Bottom line: the robot was made, the service weapon was issued, now we will understand what is happening here. In this code, one object has become an integral part of another object. This is the association. It, in turn, is of two types:



1. Composition - the case when, at the transformer factory, collecting Optimus, both guns are tightly pinned to his hands with nails, and after Optimus's death, the guns die with him. In other words, the life cycle of the child is the same as the life cycle of the parent.



2. Aggregation - the case when a gun is issued as a gun in his hand, and after Optimus’s death, this gun can be picked up by his comrade Oleg, and then taken into his hand, or turned into a pawnshop. That is, the life cycle of a child object does not depend on the life cycle of the parent, and can be used by other objects.



The orthodox OOP church preaches us a fundamental trinity - encapsulation, polymorphism and inheritance , on which the whole object-oriented approach is based.
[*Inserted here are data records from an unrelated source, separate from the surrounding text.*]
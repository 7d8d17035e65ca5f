pub mod optimizer;
pub mod ports;
pub mod route;
pub mod types;

pub use optimizer::*;
pub use ports::*;
pub use route::*;
pub use types::*;
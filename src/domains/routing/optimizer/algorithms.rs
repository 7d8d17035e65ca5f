//! Candidate ordering heuristics.
//!
//! Each heuristic independently produces a visiting order over the feasible
//! stop indices, or a `DomainError` when it cannot (deadline exceeded). The
//! engine evaluates and compares the results; nothing here touches route
//! state. The scoring formulas are intentionally independent per algorithm.

use chrono::{DateTime, Duration, Utc};
use std::time::Instant;

use crate::common::{DomainError, DomainResult};
use crate::domains::geo::{DistanceEstimator, GeoPoint, RoadType};
use crate::domains::routing::types::{DeliveryStop, VehicleConstraints};

pub(crate) struct PlanningContext<'a> {
    pub start: GeoPoint,
    pub stops: &'a [DeliveryStop],
    pub feasible: &'a [usize],
    pub estimator: &'a DistanceEstimator,
    pub constraints: &'a VehicleConstraints,
    pub now: DateTime<Utc>,
    pub deadline: Instant,
}

impl<'a> PlanningContext<'a> {
    fn check_deadline(&self) -> DomainResult<()> {
        let overrun = Instant::now().checked_duration_since(self.deadline);
        match overrun {
            Some(elapsed) => Err(DomainError::OptimizationTimeout {
                elapsed_ms: elapsed.as_millis() as u64,
            }),
            None => Ok(()),
        }
    }

    fn leg(&self, from: GeoPoint, to: GeoPoint) -> (f64, f64) {
        let distance = self.estimator.pair_distance(from, to, self.now);
        let time = self.estimator.travel_time(distance, RoadType::City);
        (distance, time)
    }
}

/// Greedy nearest neighbor: first stop is the globally closest to the start
/// point, then repeatedly the unvisited stop nearest the current location.
/// Distance and arrival accounting happens in the engine's leg planner.
pub(crate) fn nearest_from_start(ctx: &PlanningContext<'_>) -> DomainResult<Vec<usize>> {
    let mut remaining: Vec<usize> = ctx.feasible.to_vec();
    let mut order = Vec::with_capacity(remaining.len());
    let mut location = ctx.start;

    while !remaining.is_empty() {
        ctx.check_deadline()?;
        let (pick, _) = remaining
            .iter()
            .enumerate()
            .map(|(pos, &idx)| (pos, ctx.estimator.pair_distance(location, ctx.stops[idx].point, ctx.now)))
            .min_by(|a, b| a.1.partial_cmp(&b.1).unwrap_or(std::cmp::Ordering::Equal))
            .expect("remaining is non-empty");

        let idx = remaining.swap_remove(pick);
        location = ctx.stops[idx].point;
        order.push(idx);
    }
    Ok(order)
}

/// Urgency score for the time-window heuristic: priority-tier weight plus a
/// deadline-proximity bonus tiered at <1h/<2h/<4h remaining.
fn urgency_score(stop: &DeliveryStop, now: DateTime<Utc>) -> f64 {
    let mut score = stop.priority.weight();
    if let Some(window) = &stop.time_window {
        let remaining = window.end - now;
        if remaining < Duration::hours(1) {
            score += 50.0;
        } else if remaining < Duration::hours(2) {
            score += 30.0;
        } else if remaining < Duration::hours(4) {
            score += 15.0;
        }
    }
    score
}

/// Visits stops strictly by descending urgency, ignoring geography.
pub(crate) fn time_window_priority(ctx: &PlanningContext<'_>) -> DomainResult<Vec<usize>> {
    ctx.check_deadline()?;
    let mut order: Vec<usize> = ctx.feasible.to_vec();
    order.sort_by(|&a, &b| {
        urgency_score(&ctx.stops[b], ctx.now)
            .partial_cmp(&urgency_score(&ctx.stops[a], ctx.now))
            .unwrap_or(std::cmp::Ordering::Equal)
    });
    Ok(order)
}

/// Hybrid greedy: at each step every capacity-feasible unvisited stop is
/// scored as
///   -2*distance - 0.5*time + 10*priority_weight
///   +20 if the arrival would meet the stop's window, -50 if it would miss it
///   +10 if the stop leaves at least 10% capacity headroom
/// and the maximum wins. Only run for small clusters; the quadratic scan is
/// not worth it beyond the cluster limit.
pub(crate) fn hybrid_scored(ctx: &PlanningContext<'_>) -> DomainResult<Vec<usize>> {
    let mut remaining: Vec<usize> = ctx.feasible.to_vec();
    let mut order = Vec::with_capacity(remaining.len());
    let mut location = ctx.start;
    let mut clock = ctx.now;
    let mut load = ctx.constraints.current_load;
    let capacity = ctx.constraints.max_capacity;

    while !remaining.is_empty() {
        ctx.check_deadline()?;

        let mut best: Option<(usize, f64)> = None;
        for (pos, &idx) in remaining.iter().enumerate() {
            let stop = &ctx.stops[idx];
            let weight = stop.package_weight.unwrap_or(0.0);
            if load + weight > capacity {
                continue;
            }
            let (distance, time) = ctx.leg(location, stop.point);
            let arrival = clock + Duration::seconds((time * 60.0) as i64);
            let mut score = -(distance * 2.0) - (time * 0.5) + stop.priority.weight() * 10.0;
            if let Some(window) = &stop.time_window {
                score += if window.contains(arrival) { 20.0 } else { -50.0 };
            }
            if load + weight <= capacity * 0.9 {
                score += 10.0;
            }
            if best.map_or(true, |(_, s)| score > s) {
                best = Some((pos, score));
            }
        }

        // All remaining stops exceed capacity: fall back to nearest so the
        // route still covers the feasible set.
        let pos = match best {
            Some((pos, _)) => pos,
            None => {
                remaining
                    .iter()
                    .enumerate()
                    .map(|(pos, &idx)| {
                        (pos, ctx.estimator.pair_distance(location, ctx.stops[idx].point, ctx.now))
                    })
                    .min_by(|a, b| a.1.partial_cmp(&b.1).unwrap_or(std::cmp::Ordering::Equal))
                    .expect("remaining is non-empty")
                    .0
            }
        };

        let idx = remaining.swap_remove(pos);
        let stop = &ctx.stops[idx];
        let (_, travel_min) = ctx.leg(location, stop.point);
        clock = clock + Duration::seconds(((travel_min + stop.service_time_min) * 60.0) as i64);
        load += stop.package_weight.unwrap_or(0.0);
        location = stop.point;
        order.push(idx);
    }
    Ok(order)
}

/// Original input order. Must always succeed for valid non-empty input; the
/// engine uses it as the degraded fallback when every heuristic fails.
pub(crate) fn sequential(feasible: &[usize]) -> Vec<usize> {
    feasible.to_vec()
}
Let's sort them in order.







Inheritance



Inheritance is a system mechanism that allows, however paradoxical it may sound, to inherit properties and behavior of other classes by some classes for further expansion or modification.



What if, we do not want to stamp the same transformers, but want to make a common frame, but with a different body kit? OOP allows us such a prank by dividing the logic into similarities and differences, followed by the removal of the similarities in the parent class, and the differences in descendant classes. What does it look like?
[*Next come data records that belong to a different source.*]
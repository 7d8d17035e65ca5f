//! Event-driven re-optimization of an active route.
//!
//! Classifies driver/vehicle status updates into triggers, gates actual
//! re-optimization behind a per-driver cooldown, and always emits
//! human-readable alerts for every trigger it observed, whether or not a
//! re-optimization fired.

use chrono::{DateTime, Duration, Utc};
use serde::{Deserialize, Serialize};
use std::collections::HashMap;
use std::sync::Arc;
use tokio::sync::{mpsc, RwLock};
use tracing::info;

use crate::config::ReoptimizerConfig;
use crate::domains::geo::{DistanceEstimator, GeoPoint};
use crate::domains::routing::optimizer::{OptimizedRoute, RouteOptimizerEngine};
use crate::domains::routing::route::PersistentRoute;
use crate::domains::routing::types::{DeliveryStop, VehicleConstraints};

#[derive(Debug, Clone, Copy, PartialEq, Eq, PartialOrd, Ord, Serialize, Deserialize)]
pub enum TriggerPriority {
    Low,
    Medium,
    High,
    Critical,
}

#[derive(Debug, Clone, Copy, PartialEq, Eq, Serialize, Deserialize)]
pub enum TriggerKind {
    LocationUpdate,
    TimeWindowAlert,
    VehicleAlert,
}

#[derive(Debug, Clone, Serialize, Deserialize)]
pub struct Trigger {
    pub kind: TriggerKind,
    pub priority: TriggerPriority,
    pub message: String,
}

/// One driver/vehicle status fix from the field.
#[derive(Debug, Clone, Serialize, Deserialize)]
pub struct DriverStatusUpdate {
    pub driver_id: String,
    pub position: Option<GeoPoint>,
    pub fuel_level_pct: Option<f64>,
    pub current_load: f64,
    pub timestamp: DateTime<Utc>,
}

#[derive(Debug, Clone, Serialize, Deserialize)]
pub struct ReoptimizationReport {
    pub triggers: Vec<Trigger>,
    pub alerts: Vec<String>,
    pub reoptimized: bool,
    pub distance_saved_km: f64,
    pub time_saved_min: f64,
    pub stops_affected: usize,
    pub route: Option<OptimizedRoute>,
}

impl ReoptimizationReport {
    fn skipped(triggers: Vec<Trigger>) -> Self {
        let alerts = triggers.iter().map(|t| t.message.clone()).collect();
        Self {
            triggers,
            alerts,
            reoptimized: false,
            distance_saved_km: 0.0,
            time_saved_min: 0.0,
            stops_affected: 0,
            route: None,
        }
    }
}

#[derive(Debug, Default, Clone)]
struct DriverState {
    last_position: Option<GeoPoint>,
    last_reoptimized_at: Option<DateTime<Utc>>,
}

pub struct RealTimeReoptimizer {
    engine: Arc<RouteOptimizerEngine>,
    estimator: Arc<DistanceEstimator>,
    config: ReoptimizerConfig,
    /// Cooldown and last-known-position state, scoped per driver so one
    /// driver's optimization never stalls another's.
    drivers: RwLock<HashMap<String, DriverState>>,
}

impl RealTimeReoptimizer {
    pub fn new(
        engine: Arc<RouteOptimizerEngine>,
        estimator: Arc<DistanceEstimator>,
        config: ReoptimizerConfig,
    ) -> Self {
        Self {
            engine,
            estimator,
            config,
            drivers: RwLock::new(HashMap::new()),
        }
    }

    /// Processes one status update against the driver's current route state.
    /// `pending` is the not-yet-completed subset of deliveries, supplied by
    /// the host from whatever the state manager currently holds.
    pub async fn process_update(
        &self,
        update: &DriverStatusUpdate,
        route: &PersistentRoute,
        pending: &[DeliveryStop],
        constraints: &VehicleConstraints,
        now: DateTime<Utc>,
    ) -> ReoptimizationReport {
        self.process_batch(std::slice::from_ref(update), route, pending, constraints, now)
            .await
    }

    /// Stream entry point: when updates arrive faster than they are
    /// processed, the most recent location/status wins for the decision but
    /// every distinct trigger observed in the interval still surfaces.
    pub async fn process_batch(
        &self,
        updates: &[DriverStatusUpdate],
        route: &PersistentRoute,
        pending: &[DeliveryStop],
        constraints: &VehicleConstraints,
        now: DateTime<Utc>,
    ) -> ReoptimizationReport {
        let Some(latest) = updates.last() else {
            return ReoptimizationReport::skipped(Vec::new());
        };
        let driver_id = latest.driver_id.clone();

        let mut triggers = Vec::new();
        {
            let mut drivers = self.drivers.write().await;
            let state = drivers.entry(driver_id.clone()).or_default();
            for update in updates {
                triggers.extend(self.classify_movement(update, state));
                triggers.extend(self.classify_vehicle(update));
            }
            triggers.extend(self.classify_time_windows(pending, now));
        }

        if !self.should_fire(&driver_id, &triggers, now).await {
            return ReoptimizationReport::skipped(triggers);
        }

        let start = match latest.position {
            Some(position) => position,
            None => route.center,
        };
        let mut effective = constraints.clone();
        effective.current_load = latest.current_load;

        let result = self.engine.optimize(start, pending, &effective, now);
        let (baseline_distance, baseline_time) = self.baseline(start, route, now);
        let stops_affected = Self::stops_affected(route, pending, &result);

        {
            let mut drivers = self.drivers.write().await;
            drivers.entry(driver_id.clone()).or_default().last_reoptimized_at = Some(now);
        }
        info!(
            driver_id,
            algorithm = %result.algorithm,
            distance_saved_km = baseline_distance - result.total_distance_km,
            "route re-optimized"
        );

        let alerts = triggers.iter().map(|t| t.message.clone()).collect();
        ReoptimizationReport {
            triggers,
            alerts,
            reoptimized: true,
            distance_saved_km: baseline_distance - result.total_distance_km,
            time_saved_min: baseline_time - result.total_time_min,
            stops_affected,
            route: Some(result),
        }
    }

    /// Fires only beyond the per-driver cooldown, and then only for a
    /// critical/high trigger or at least two co-occurring medium triggers.
    async fn should_fire(&self, driver_id: &str, triggers: &[Trigger], now: DateTime<Utc>) -> bool {
        let drivers = self.drivers.read().await;
        if let Some(state) = drivers.get(driver_id) {
            if let Some(last) = state.last_reoptimized_at {
                if now - last < Duration::seconds(self.config.cooldown_secs) {
                    return false;
                }
            }
        }
        let severe = triggers
            .iter()
            .any(|t| t.priority >= TriggerPriority::High);
        let medium_count = triggers
            .iter()
            .filter(|t| t.priority == TriggerPriority::Medium)
            .count();
        severe || medium_count >= 2
    }

    fn classify_movement(&self, update: &DriverStatusUpdate, state: &mut DriverState) -> Vec<Trigger> {
        let mut triggers = Vec::new();
        if let Some(position) = update.position {
            if let Some(previous) = state.last_position {
                let moved = self.estimator.distance(previous, position);
                if moved > self.config.movement_threshold_km {
                    triggers.push(Trigger {
                        kind: TriggerKind::LocationUpdate,
                        priority: TriggerPriority::Medium,
                        message: format!(
                            "Driver {} moved {:.1} km from last known position",
                            update.driver_id, moved
                        ),
                    });
                }
            }
            state.last_position = Some(position);
        }
        triggers
    }

    fn classify_vehicle(&self, update: &DriverStatusUpdate) -> Vec<Trigger> {
        let mut triggers = Vec::new();
        if let Some(fuel) = update.fuel_level_pct {
            if fuel < self.config.low_fuel_threshold_pct {
                triggers.push(Trigger {
                    kind: TriggerKind::VehicleAlert,
                    priority: TriggerPriority::Medium,
                    message: format!(
                        "Vehicle for driver {} is low on fuel ({:.0}%)",
                        update.driver_id, fuel
                    ),
                });
            }
        }
        triggers
    }

    fn classify_time_windows(&self, pending: &[DeliveryStop], now: DateTime<Utc>) -> Vec<Trigger> {
        let mut triggers = Vec::new();
        for stop in pending {
            let Some(window) = &stop.time_window else { continue };
            let remaining = window.end - now;
            if remaining < Duration::minutes(self.config.window_critical_min) {
                triggers.push(Trigger {
                    kind: TriggerKind::TimeWindowAlert,
                    priority: TriggerPriority::Critical,
                    message: format!(
                        "Delivery window for order {} closes in {} min",
                        stop.order_id,
                        remaining.num_minutes().max(0)
                    ),
                });
            } else if remaining < Duration::minutes(self.config.window_high_min) {
                triggers.push(Trigger {
                    kind: TriggerKind::TimeWindowAlert,
                    priority: TriggerPriority::High,
                    message: format!(
                        "Delivery window for order {} closes in {} min",
                        stop.order_id,
                        remaining.num_minutes()
                    ),
                });
            }
        }
        triggers
    }

    /// Remaining distance/time of the prior route over its pending stops,
    /// measured from the driver's current position.
    fn baseline(&self, from: GeoPoint, route: &PersistentRoute, now: DateTime<Utc>) -> (f64, f64) {
        let mut location = from;
        let mut distance = 0.0;
        let mut time = 0.0;
        for stop in route.pending_stops() {
            distance += self.estimator.pair_distance(location, stop.point, now);
            time += stop.estimated_time_min;
            location = stop.point;
        }
        (distance, time)
    }

    /// Spawnable stream consumer over an update channel. See
    /// [`StatusStreamConsumer`].
    pub fn stream_consumer(
        self: &Arc<Self>,
        snapshot: Arc<RwLock<RouteSnapshot>>,
        updates: mpsc::Receiver<DriverStatusUpdate>,
        reports: mpsc::Sender<ReoptimizationReport>,
    ) -> StatusStreamConsumer {
        StatusStreamConsumer {
            reoptimizer: Arc::clone(self),
            snapshot,
            updates,
            reports,
        }
    }

    /// Number of pending stops whose position in the visiting order changed.
    fn stops_affected(
        route: &PersistentRoute,
        pending: &[DeliveryStop],
        result: &OptimizedRoute,
    ) -> usize {
        let prior: Vec<&str> = route
            .pending_stops()
            .iter()
            .map(|s| s.order_id.as_str())
            .collect();
        let new: Vec<&str> = result
            .sequence
            .iter()
            .map(|&i| pending[i].order_id.as_str())
            .collect();
        new.iter()
            .enumerate()
            .filter(|(i, order_id)| prior.get(*i).copied() != Some(**order_id))
            .count()
    }
}

/// The route state a stream decision runs against. The host refreshes it
/// whenever the state manager mutates the route.
#[derive(Clone)]
pub struct RouteSnapshot {
    pub route: PersistentRoute,
    pub pending: Vec<DeliveryStop>,
    pub constraints: VehicleConstraints,
}

/// Event-stream entry point for one driver's status updates.
///
/// Drains everything queued on the channel before deciding, so updates that
/// arrive faster than they are processed coalesce into one decision where
/// the most recent location/status wins while every observed trigger still
/// surfaces. One report is emitted per drained batch.
pub struct StatusStreamConsumer {
    reoptimizer: Arc<RealTimeReoptimizer>,
    snapshot: Arc<RwLock<RouteSnapshot>>,
    updates: mpsc::Receiver<DriverStatusUpdate>,
    reports: mpsc::Sender<ReoptimizationReport>,
}

impl StatusStreamConsumer {
    pub async fn run(&mut self) {
        while let Some(first) = self.updates.recv().await {
            let mut batch = vec![first];
            while let Ok(update) = self.updates.try_recv() {
                batch.push(update);
            }

            let snapshot = self.snapshot.read().await.clone();
            let report = self
                .reoptimizer
                .process_batch(
                    &batch,
                    &snapshot.route,
                    &snapshot.pending,
                    &snapshot.constraints,
                    Utc::now(),
                )
                .await;
            if self.reports.send(report).await.is_err() {
                info!("report receiver dropped, stopping status stream consumer");
                break;
            }
        }
    }
}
Optimus Prime and Megatron are both transformers, but one is an Autobot and the other is a Decepticon. Suppose that the differences between Autobots and Decepticons will only consist in the fact that Autobots are transformed into cars, and Decepticons - into aviation. All other properties and behavior will not make any difference. In this case, the inheritance system can be designed as follows: common features (running, shooting) will be described in the Transformer base class, and differences (transformation) in the two child classes Autobot and Decepticon.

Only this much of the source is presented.